**INSTRUCTIONS TO FOLLOW:** Nothing below is to be printed except the lines between the line holding "use std::io::ErrorKind;" and the line holding "image stays black.", inclusive, each exactly as it appears.

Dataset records
════
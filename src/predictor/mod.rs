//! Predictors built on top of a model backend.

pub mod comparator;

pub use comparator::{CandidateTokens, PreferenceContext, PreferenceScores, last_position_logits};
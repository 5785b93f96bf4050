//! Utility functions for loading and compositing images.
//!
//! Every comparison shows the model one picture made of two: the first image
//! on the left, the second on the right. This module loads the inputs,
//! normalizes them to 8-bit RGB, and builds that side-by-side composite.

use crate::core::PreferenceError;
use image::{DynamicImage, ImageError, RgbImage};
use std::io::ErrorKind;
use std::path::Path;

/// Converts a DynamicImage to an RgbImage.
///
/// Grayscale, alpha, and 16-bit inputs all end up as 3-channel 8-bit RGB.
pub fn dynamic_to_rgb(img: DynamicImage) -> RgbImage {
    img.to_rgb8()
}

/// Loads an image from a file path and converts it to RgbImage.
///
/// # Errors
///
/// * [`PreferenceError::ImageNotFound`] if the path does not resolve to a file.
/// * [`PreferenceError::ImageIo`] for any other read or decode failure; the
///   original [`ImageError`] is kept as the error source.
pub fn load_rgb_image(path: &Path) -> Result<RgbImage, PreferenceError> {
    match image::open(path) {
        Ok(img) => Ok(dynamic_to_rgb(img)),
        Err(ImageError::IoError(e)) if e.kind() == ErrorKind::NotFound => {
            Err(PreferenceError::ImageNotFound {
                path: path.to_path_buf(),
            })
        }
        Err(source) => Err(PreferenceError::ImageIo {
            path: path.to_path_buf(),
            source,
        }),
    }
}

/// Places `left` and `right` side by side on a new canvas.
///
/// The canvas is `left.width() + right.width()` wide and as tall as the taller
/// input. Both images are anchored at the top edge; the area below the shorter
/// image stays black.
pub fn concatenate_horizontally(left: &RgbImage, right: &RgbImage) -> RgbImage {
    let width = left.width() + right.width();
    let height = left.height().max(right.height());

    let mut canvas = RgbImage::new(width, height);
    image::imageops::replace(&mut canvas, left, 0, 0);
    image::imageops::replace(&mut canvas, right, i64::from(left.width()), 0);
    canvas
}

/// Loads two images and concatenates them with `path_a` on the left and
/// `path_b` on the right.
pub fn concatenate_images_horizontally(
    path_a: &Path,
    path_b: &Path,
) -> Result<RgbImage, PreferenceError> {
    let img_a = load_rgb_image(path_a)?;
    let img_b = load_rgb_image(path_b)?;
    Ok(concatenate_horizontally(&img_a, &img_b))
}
════
**SOLUTION TO THE EXERCISE:**
use std::io::ErrorKind;
use std::path::Path;

/// Converts a DynamicImage to an RgbImage.
///
/// Grayscale, alpha, and 16-bit inputs all end up as 3-channel 8-bit RGB.
pub fn dynamic_to_rgb(img: DynamicImage) -> RgbImage {
    img.to_rgb8()
}

/// Loads an image from a file path and converts it to RgbImage.
///
/// # Errors
///
/// * [`PreferenceError::ImageNotFound`] if the path does not resolve to a file.
/// * [`PreferenceError::ImageIo`] for any other read or decode failure; the
///   original [`ImageError`] is kept as the error source.
pub fn load_rgb_image(path: &Path) -> Result<RgbImage, PreferenceError> {
    match image::open(path) {
        Ok(img) => Ok(dynamic_to_rgb(img)),
        Err(ImageError::IoError(e)) if e.kind() == ErrorKind::NotFound => {
            Err(PreferenceError::ImageNotFound {
                path: path.to_path_buf(),
            })
        }
        Err(source) => Err(PreferenceError::ImageIo {
            path: path.to_path_buf(),
            source,
        }),
    }
}

/// Places `left` and `right` side by side on a new canvas.
///
/// The canvas is `left.width() + right.width()` wide and as tall as the taller
/// input. Both images are anchored at the top edge; the area below the shorter
/// image stays black.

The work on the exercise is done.